• Apr 13th 2010, 09:24 AM
ericforman65
$y^2 - 343 = x^{3} - 3(x^{2})(7) + 3(x)(49)-343$
to
$y^2 - 7^3 = (x-7)^3$

Is there a specific name for the second one? Could you please explain how to get from the first to the second.
• Apr 13th 2010, 10:53 AM
masters
Quote:

Originally Posted by ericforman65
$y^2 - 343 = x^{3} - 3(x^{2})(7) + 3(x)(49)-343$
to
$y^2 - 7^3 = (x-7)^3$

Is there a specific name for the second one?

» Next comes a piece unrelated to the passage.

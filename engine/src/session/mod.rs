mod game_mode;
mod game_session;

pub use game_mode::{GameMode, SessionContext};
pub use game_session::{GameSession, GameSessionInfo};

Could you please explain how to get from the first to the second.

Hi ericforman65,

$y^2-343=y^2-7^3$ on the left.

The right side was obtained from $x^3-3x^3(7)+3x^2(49)+349$ by recognizing the binomial expansion of $(x-7)^3$

Remember the binomial theorem?

$(x-a)^3=x^3a^0-3x^2a^1+3x^1a^2-a^3$

Now, let a = 7

$(x-7)^3=x^3(7^0)-3x^2(7^1)+3x(7^2)-7^3$

$(x-7)^3=x^3-3x^2(7)+3x(49)-343$